For the sake of completeness, I wanted to see if the finalization method would be a feasible solution and I think I found that it could be. The g_source_destroy_internal() function not only NULLs out the callback data and the callback functions, but it also unreferences the callback data: static void g_source_destroy_internal (GSource *source, GMainContext *context, gboolean have_lock) { ... if (!SOURCE_DESTROYED (source)) { ... source->callback_data = NULL; source->callback_funcs = NULL; if (old_cb_funcs) { UNLOCK_CONTEXT (context); old_cb_funcs->unref (old_cb_data); LOCK_CONTEXT (context); } ... } ... } Since this process already takes place in the g_source_unref_internal() function which g_source_destroy_internal() calls, the NULLing out and unreffing can (and should) be removed from g_source_destroy_internal(). The same NULLing and unreffing lines in the g_source_unref_internal() function should be moved after finalization so that the data can be accessed during finalization. Once that's done, glibmm's Source can include a finalize_vfunc() that correctly frees the wrappers. The following two updated patches show what the initial changes would be like and verifies that the concept works. I know that I said that adding setter/getter functions for bindings data would easier and clearer, but I wanted to fully explore the finalization idea.

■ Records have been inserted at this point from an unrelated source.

use livetree_core::errors::{ExError, ExErrorKind, LiveTreeError};

#[test]
fn test_invalid_owner_is_contract_violation_kind() {
    let err = LiveTreeError::InvalidOwner {
        owner: " ".to_string(),
    };

    let ex_err: ExError = err.into();

    assert_eq!(ex_err.kind(), ExErrorKind::InvalidOwner);
    assert_eq!(ex_err.code(), "ERR_INVALID_OWNER");
}

#[test]
fn test_node_not_found_keeps_node_context() {
    let ex_err: ExError = LiveTreeError::NodeNotFound { node_id: 12 }.into();

    assert_eq!(ex_err.kind(), ExErrorKind::NodeNotFound);
    assert_eq!(ex_err.node_id(), Some(12));
}

#[test]
fn test_document_unavailable_keeps_path() {
    let ex_err: ExError = LiveTreeError::DocumentUnavailable {
        path: "/app/Main.xml".to_string(),
        reason: "parse failed".to_string(),
    }
    .into();

    assert_eq!(ex_err.code(), "ERR_DOCUMENT_UNAVAILABLE");
    assert_eq!(ex_err.document(), Some("/app/Main.xml"));
    assert!(ex_err.message().contains("parse failed"));
}

#[test]
fn test_io_error_converts_through_domain_error() {
    let io = std::io::Error::new(std::io::ErrorKind::NotFound, "missing.toml");
    let domain: LiveTreeError = io.into();
    let ex_err: ExError = domain.into();

    assert_eq!(ex_err.kind(), ExErrorKind::Io);
    assert!(ex_err.message().contains("missing.toml"));
}

#[test]
fn test_display_includes_code_op_and_context() {
    let ex_err = ExError::new(ExErrorKind::NotFound)
        .with_op("inbound_sync")
        .with_descriptor_id("d7")
        .with_message("no node for descriptor");

    let text = ex_err.to_string();
    assert!(text.starts_with("[ERR_NOT_FOUND]"));
    assert!(text.contains("inbound_sync"));
    assert!(text.contains("d7"));
}
//! Structured logging facility for livetree
//!
//! This module provides:
//! - Single initialization point via `init(profile)`
//! - Structured logging macros (`log_op_start!`, `log_op_end!`,
//!   `log_op_error!`, `log_op_suppressed!`)
//! - Test capture mode for deterministic assertions
//!
//! # Usage
//!
//! ```rust
//! use livetree_core::logging_facility::{init, Profile};
//!
//! // Initialize once at application startup
//! init(Profile::Development);
//! ```
//!
//! # Logging Macros
//!
//! - `log_op_start!(op, ...)` - Log operation start
//! - `log_op_end!(op, duration_ms = ...)` - Log operation end
//! - `log_op_error!(op, err, duration_ms = ...)` - Log operation error
//! - `log_op_suppressed!(op, reason)` - Log a result that was computed but not applied

pub mod init;
pub mod macros;
pub mod test_capture;

pub use init::{init, Profile};
pub use test_capture::{init_test_capture, CapturedEvent, TestCapture};
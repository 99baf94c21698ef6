//! Runtime node tree: arena, live model and view state

pub mod model;
pub mod store;
pub mod view;

pub use model::LiveTreeModel;
pub use store::{ChildrenChanged, NodeStore};
pub use view::{RevealOutcome, TreeView};
//! livetree core - synchronous engine of the live tree inspector
//!
//! This crate holds everything that runs on the UI thread:
//! - the runtime node model and its arena store
//! - the multi-source child-list merger and its child-source trackers
//! - the per-document spatial line index
//! - the descriptor resolver mapping runtime nodes to markup descriptors
//! - the selection coordinator guarding selection broadcasts
//!
//! Asynchronous orchestration (document providers, selection sync, edits)
//! lives in `livetree-engine`.

pub use livetree_core_types as core_types;

pub mod coordinator;
pub mod errors;
pub mod index;
pub mod logging_facility;
pub mod merge;
pub mod model;
pub mod resolver;
pub mod tree;

// Re-export commonly used types
pub use coordinator::{PublishGrant, PublishToken, SelectionCoordinator};
pub use errors::{ExError, ExErrorKind, LiveTreeError, Result};
pub use index::TreeIndex;
pub use merge::CombinedNode;
pub use model::{
    DescriptorId, DocumentDescriptor, DocumentIndex, DocumentPath, LineSpan, LiveHost, LiveId,
    NodeId, PathCasing, RuntimeNode, SelectionSnapshot, SourceLocation,
};
pub use resolver::{DescriptorResolver, NodeFacts, Resolution};
pub use tree::{LiveTreeModel, NodeStore, TreeView};
use std::collections::HashMap;

use crate::model::{DocumentPath, LineSpan, NodeId};

/// One indexed (node, span) pair
#[derive(Debug, Clone, Copy, PartialEq, Eq)]
pub struct IndexEntry {
    pub node: NodeId,
    pub span: LineSpan,
}

/// Line-range index of runtime nodes already resolved in one document
///
/// Purely an accelerator for inbound selection: a miss falls through to the
/// full-tree scan, so an empty index is always correct.
#[derive(Debug, Clone)]
pub struct TreeIndex {
    document: DocumentPath,
    entries: HashMap<NodeId, LineSpan>,
}

impl TreeIndex {
    pub fn new(document: DocumentPath) -> Self {
        Self {
            document,
            entries: HashMap::new(),
        }
    }

    pub fn document(&self) -> &DocumentPath {
        &self.document
    }

    pub fn len(&self) -> usize {
        self.entries.len()
    }

    pub fn is_empty(&self) -> bool {
        self.entries.is_empty()
    }

    /// Index `node` at `span`, replacing any earlier entry for it
    pub fn upsert(&mut self, node: NodeId, span: LineSpan) {
        self.entries.insert(node, span);
    }

    /// Drop every entry for `node`
    pub fn remove(&mut self, node: NodeId) -> bool {
        self.entries.remove(&node).is_some()
    }

    pub fn clear(&mut self) {
        self.entries.clear();
    }

    pub fn span_of(&self, node: NodeId) -> Option<LineSpan> {
        self.entries.get(&node).copied()
    }

    /// Best node for a query range
    ///
    /// Among entries containing `query.start`, picks the smallest span, then
    /// the nearest start line, then the span length closest to the query's.
    /// The winner is only returned when its start line equals the query's or
    /// it spans a single line; anything else is too weak a guess.
    pub fn best_match(&self, query: LineSpan) -> Option<NodeId> {
        let query_len = query.len();
        let winner = self
            .entries
            .iter()
            .filter(|(_, span)| span.contains(query.start))
            .map(|(node, span)| IndexEntry {
                node: *node,
                span: *span,
            })
            .min_by_key(|e| {
                (
                    e.span.len(),
                    e.span.start.abs_diff(query.start),
                    e.span.len().abs_diff(query_len),
                    e.node,
                )
            })?;

        if winner.span.start == query.start || winner.span.len() == 0 {
            Some(winner.node)
        } else {
            None
        }
    }
}
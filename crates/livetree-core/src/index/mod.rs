//! Spatial lookup from document line ranges to runtime nodes

pub mod tree_index;

pub use tree_index::{IndexEntry, TreeIndex};
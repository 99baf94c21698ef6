use crate::model::{BucketKind, LiveId, NodeId};

/// One (live child, runtime node) pair in a bucket
#[derive(Debug, Clone, Copy, PartialEq, Eq)]
pub struct BucketEntry {
    pub live: LiveId,
    pub node: NodeId,
    /// Insertion index (logical), visual index (template), always 0 (popup)
    pub position: usize,
}

/// Result of inserting into a bucket
#[derive(Debug, Clone, Copy, PartialEq, Eq)]
pub enum Insert {
    Added,
    /// The live child was already present; nothing changed
    AlreadyPresent,
    /// The single popup slot was occupied and has been replaced
    Replaced(BucketEntry),
}

/// Ordered children reported by one child source
///
/// At most one entry per live child. Logical entries keep the tracked
/// insertion order; template entries are kept in ascending visual index and
/// re-indexed on every insert and remove; the popup bucket holds at most one
/// entry and a new host replaces the previous one.
#[derive(Debug, Clone)]
pub struct ChildBucket {
    kind: BucketKind,
    entries: Vec<BucketEntry>,
}

impl ChildBucket {
    pub fn new(kind: BucketKind) -> Self {
        Self {
            kind,
            entries: Vec::new(),
        }
    }

    pub fn kind(&self) -> BucketKind {
        self.kind
    }

    pub fn len(&self) -> usize {
        self.entries.len()
    }

    pub fn is_empty(&self) -> bool {
        self.entries.is_empty()
    }

    pub fn contains(&self, live: LiveId) -> bool {
        self.entries.iter().any(|e| e.live == live)
    }

    pub fn node_for(&self, live: LiveId) -> Option<NodeId> {
        self.entries.iter().find(|e| e.live == live).map(|e| e.node)
    }

    pub fn entries(&self) -> &[BucketEntry] {
        &self.entries
    }

    /// Runtime nodes in bucket order
    pub fn nodes(&self) -> Vec<NodeId> {
        self.entries.iter().map(|e| e.node).collect()
    }

    /// Insert `live` at `index` under this bucket's position rule
    pub fn insert(&mut self, index: usize, live: LiveId, node: NodeId) -> Insert {
        if self.contains(live) {
            return Insert::AlreadyPresent;
        }
        match self.kind {
            BucketKind::Logical => {
                let at = index.min(self.entries.len());
                self.entries.insert(
                    at,
                    BucketEntry {
                        live,
                        node,
                        position: at,
                    },
                );
                self.renumber_from(at);
                Insert::Added
            }
            BucketKind::Template => {
                let visual_index = index.min(self.entries.len());
                for entry in self.entries.iter_mut() {
                    if entry.position >= visual_index {
                        entry.position += 1;
                    }
                }
                let at = self
                    .entries
                    .iter()
                    .position(|e| e.position > visual_index)
                    .unwrap_or(self.entries.len());
                self.entries.insert(
                    at,
                    BucketEntry {
                        live,
                        node,
                        position: visual_index,
                    },
                );
                Insert::Added
            }
            BucketKind::Popup => {
                let previous = self.entries.pop();
                self.entries.push(BucketEntry {
                    live,
                    node,
                    position: 0,
                });
                match previous {
                    Some(entry) => Insert::Replaced(entry),
                    None => Insert::Added,
                }
            }
        }
    }

    /// Remove `live`; unknown children are a no-op
    pub fn remove(&mut self, live: LiveId) -> Option<BucketEntry> {
        let at = self.entries.iter().position(|e| e.live == live)?;
        let removed = self.entries.remove(at);
        match self.kind {
            BucketKind::Logical => self.renumber_from(at),
            BucketKind::Template => {
                for entry in self.entries.iter_mut() {
                    if entry.position > removed.position {
                        entry.position -= 1;
                    }
                }
            }
            BucketKind::Popup => {}
        }
        Some(removed)
    }

    /// Remove every entry, returning them in bucket order
    pub fn clear(&mut self) -> Vec<BucketEntry> {
        std::mem::take(&mut self.entries)
    }

    fn renumber_from(&mut self, from: usize) {
        for (i, entry) in self.entries.iter_mut().enumerate().skip(from) {
            entry.position = i;
        }
    }
}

Created attachment 238554 [details] [review] glib: Allow bindings to correctly free their GSource wrappers.
Created attachment 238555 [details] [review] Glib::Source: Partially correct the deletion of the wrappers.
I came to the opposite conclusion when I studied Glib::Source once more: We must not depend on a finalize callback function in Source::vfunc_table_. If the Glib::Source instance has been constructed by the default constructor, it would be possible to depend on such a finalize callback, after some change of GSource in glib. The patch in comment 16 shows that it's possible even without changing GSource. Unfortunately there is also the constructor Source::Source(GSource* cast_item, GSourceFunc callback_func). When that constructor is used, we can't set our own GSourceFuncs callbacks (prepare, check, dispatch, finalize). Comment 17 shows that at least one application uses this constructor. I now intend to propose an added qdata API in GSource, similar to g_object_get_qdata(), g_object_set_qdata(), g_object_set_qdata_full(), g_object_steal_qdata(). That's what glibmm uses for classes derived from GObject. Weak references would also be acceptable, but a qdata API is better.
Created attachment 238581 [details] [review] patch: Glib::Source: Fix the destruction and deletion. I have filed glib bug 695631. This is a glibmm patch that can be committed if the glib patch is accepted. In the glib bug I suggest a qdata API, like g_object_set_qdata_full() and friends. I also suggest a different qdata API and weak references as alternatives. I prefer one of the qdata APIs.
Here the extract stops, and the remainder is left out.